→ **Extracted material**
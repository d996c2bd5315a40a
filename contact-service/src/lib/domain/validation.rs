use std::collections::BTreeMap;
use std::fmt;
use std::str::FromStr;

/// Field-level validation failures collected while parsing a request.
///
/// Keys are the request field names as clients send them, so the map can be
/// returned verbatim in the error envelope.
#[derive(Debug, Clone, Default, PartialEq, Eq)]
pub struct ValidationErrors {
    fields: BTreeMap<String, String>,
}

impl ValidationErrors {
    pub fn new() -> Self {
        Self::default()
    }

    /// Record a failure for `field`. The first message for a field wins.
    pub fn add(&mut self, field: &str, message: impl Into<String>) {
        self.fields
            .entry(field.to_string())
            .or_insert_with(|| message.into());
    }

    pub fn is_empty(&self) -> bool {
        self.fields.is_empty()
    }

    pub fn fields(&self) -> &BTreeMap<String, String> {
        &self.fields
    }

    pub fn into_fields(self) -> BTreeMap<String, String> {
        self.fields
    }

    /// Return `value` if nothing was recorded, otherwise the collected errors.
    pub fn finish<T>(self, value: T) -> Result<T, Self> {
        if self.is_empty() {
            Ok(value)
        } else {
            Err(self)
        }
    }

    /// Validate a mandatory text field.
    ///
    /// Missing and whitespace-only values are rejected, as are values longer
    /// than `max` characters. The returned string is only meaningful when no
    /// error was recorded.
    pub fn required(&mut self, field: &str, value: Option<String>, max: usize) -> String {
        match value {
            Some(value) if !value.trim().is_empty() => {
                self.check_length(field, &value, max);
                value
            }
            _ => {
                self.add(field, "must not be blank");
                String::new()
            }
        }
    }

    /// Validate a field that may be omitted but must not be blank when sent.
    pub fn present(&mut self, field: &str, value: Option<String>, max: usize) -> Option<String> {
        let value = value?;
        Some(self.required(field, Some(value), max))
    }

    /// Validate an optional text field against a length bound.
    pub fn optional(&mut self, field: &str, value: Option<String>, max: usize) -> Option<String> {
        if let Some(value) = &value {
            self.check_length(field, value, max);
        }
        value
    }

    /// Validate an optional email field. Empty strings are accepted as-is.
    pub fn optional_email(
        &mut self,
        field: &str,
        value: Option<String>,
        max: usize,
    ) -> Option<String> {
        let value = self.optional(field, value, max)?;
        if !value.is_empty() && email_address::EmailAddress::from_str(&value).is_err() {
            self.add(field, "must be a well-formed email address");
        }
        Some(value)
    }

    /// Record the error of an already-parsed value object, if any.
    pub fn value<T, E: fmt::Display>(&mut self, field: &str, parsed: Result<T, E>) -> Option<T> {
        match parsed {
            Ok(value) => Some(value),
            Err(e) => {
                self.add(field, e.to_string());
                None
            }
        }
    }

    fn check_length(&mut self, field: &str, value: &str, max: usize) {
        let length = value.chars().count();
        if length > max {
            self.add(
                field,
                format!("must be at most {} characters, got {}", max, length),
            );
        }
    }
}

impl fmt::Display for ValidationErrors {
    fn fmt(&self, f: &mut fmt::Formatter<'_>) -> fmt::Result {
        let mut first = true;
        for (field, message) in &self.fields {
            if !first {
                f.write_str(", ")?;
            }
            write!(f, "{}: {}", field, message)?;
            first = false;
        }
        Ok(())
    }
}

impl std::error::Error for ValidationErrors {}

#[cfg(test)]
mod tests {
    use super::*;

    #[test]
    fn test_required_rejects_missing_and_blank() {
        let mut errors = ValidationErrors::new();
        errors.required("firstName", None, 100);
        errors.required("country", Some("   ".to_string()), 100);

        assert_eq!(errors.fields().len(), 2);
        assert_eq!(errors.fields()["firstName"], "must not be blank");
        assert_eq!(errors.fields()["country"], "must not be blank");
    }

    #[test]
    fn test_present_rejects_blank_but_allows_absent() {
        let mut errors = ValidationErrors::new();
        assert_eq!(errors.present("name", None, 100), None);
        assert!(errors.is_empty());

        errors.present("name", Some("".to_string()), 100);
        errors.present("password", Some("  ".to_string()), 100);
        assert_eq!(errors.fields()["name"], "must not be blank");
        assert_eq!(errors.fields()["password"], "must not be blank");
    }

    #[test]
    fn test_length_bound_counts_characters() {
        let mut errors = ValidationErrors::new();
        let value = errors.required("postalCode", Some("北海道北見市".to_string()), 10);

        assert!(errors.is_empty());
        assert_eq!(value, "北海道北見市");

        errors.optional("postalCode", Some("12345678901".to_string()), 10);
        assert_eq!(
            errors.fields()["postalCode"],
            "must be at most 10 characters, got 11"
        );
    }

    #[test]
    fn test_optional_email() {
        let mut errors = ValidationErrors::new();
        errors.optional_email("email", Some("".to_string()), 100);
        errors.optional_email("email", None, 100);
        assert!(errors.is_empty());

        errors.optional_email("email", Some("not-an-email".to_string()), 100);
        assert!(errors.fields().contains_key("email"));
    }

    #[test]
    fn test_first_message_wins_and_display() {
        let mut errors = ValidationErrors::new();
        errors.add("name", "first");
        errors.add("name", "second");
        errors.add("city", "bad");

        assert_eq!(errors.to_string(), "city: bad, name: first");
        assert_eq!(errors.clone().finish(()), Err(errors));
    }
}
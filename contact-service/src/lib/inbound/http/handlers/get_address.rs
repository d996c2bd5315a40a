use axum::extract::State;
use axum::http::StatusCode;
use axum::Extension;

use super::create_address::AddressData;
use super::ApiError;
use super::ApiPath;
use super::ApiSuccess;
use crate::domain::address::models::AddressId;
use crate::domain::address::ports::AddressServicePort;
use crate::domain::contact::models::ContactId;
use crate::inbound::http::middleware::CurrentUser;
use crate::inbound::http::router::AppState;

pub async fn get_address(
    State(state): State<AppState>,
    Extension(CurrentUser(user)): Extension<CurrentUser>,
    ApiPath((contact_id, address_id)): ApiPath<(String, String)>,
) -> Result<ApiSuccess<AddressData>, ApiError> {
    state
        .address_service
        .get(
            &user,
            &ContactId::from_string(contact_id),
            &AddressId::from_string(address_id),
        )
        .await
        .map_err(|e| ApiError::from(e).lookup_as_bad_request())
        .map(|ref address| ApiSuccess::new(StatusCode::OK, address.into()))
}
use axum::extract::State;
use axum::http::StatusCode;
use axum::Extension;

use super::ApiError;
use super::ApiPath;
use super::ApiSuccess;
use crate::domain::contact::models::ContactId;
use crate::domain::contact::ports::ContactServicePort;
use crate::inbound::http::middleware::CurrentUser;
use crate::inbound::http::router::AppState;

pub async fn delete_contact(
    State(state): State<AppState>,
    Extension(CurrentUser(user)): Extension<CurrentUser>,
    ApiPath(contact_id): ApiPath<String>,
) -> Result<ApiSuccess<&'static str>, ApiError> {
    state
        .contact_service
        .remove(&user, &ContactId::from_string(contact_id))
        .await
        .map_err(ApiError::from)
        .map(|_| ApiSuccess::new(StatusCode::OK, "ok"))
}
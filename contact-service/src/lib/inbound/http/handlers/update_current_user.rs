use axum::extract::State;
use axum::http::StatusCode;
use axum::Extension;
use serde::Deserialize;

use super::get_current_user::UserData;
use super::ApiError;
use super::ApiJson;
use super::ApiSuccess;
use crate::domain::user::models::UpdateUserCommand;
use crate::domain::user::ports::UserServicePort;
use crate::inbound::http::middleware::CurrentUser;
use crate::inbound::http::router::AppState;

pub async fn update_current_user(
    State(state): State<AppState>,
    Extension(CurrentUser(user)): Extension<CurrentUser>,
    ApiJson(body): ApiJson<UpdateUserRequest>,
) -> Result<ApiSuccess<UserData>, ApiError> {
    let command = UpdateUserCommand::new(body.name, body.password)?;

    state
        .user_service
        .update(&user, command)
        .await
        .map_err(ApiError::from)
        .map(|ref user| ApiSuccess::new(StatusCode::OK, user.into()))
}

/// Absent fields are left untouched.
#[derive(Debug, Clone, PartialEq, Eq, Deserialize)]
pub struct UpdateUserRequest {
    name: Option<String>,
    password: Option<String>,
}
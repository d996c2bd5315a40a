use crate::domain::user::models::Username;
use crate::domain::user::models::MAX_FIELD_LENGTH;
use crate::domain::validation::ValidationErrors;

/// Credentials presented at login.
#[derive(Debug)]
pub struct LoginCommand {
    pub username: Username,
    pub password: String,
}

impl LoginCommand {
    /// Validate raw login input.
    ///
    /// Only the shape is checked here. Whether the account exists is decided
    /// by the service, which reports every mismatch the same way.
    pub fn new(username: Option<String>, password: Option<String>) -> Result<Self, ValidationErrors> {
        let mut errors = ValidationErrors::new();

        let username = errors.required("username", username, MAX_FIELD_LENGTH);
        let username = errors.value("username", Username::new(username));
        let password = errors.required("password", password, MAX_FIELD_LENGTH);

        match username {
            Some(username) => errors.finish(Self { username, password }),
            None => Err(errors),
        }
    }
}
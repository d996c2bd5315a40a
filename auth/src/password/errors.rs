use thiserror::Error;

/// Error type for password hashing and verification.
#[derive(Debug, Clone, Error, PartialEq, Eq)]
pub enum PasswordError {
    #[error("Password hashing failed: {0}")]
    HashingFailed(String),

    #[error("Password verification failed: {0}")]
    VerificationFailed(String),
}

→ **Work request**
Once the lines of the entries containing the word "PartialEq" have been counted, report the number alone.

→ **Completed task**
3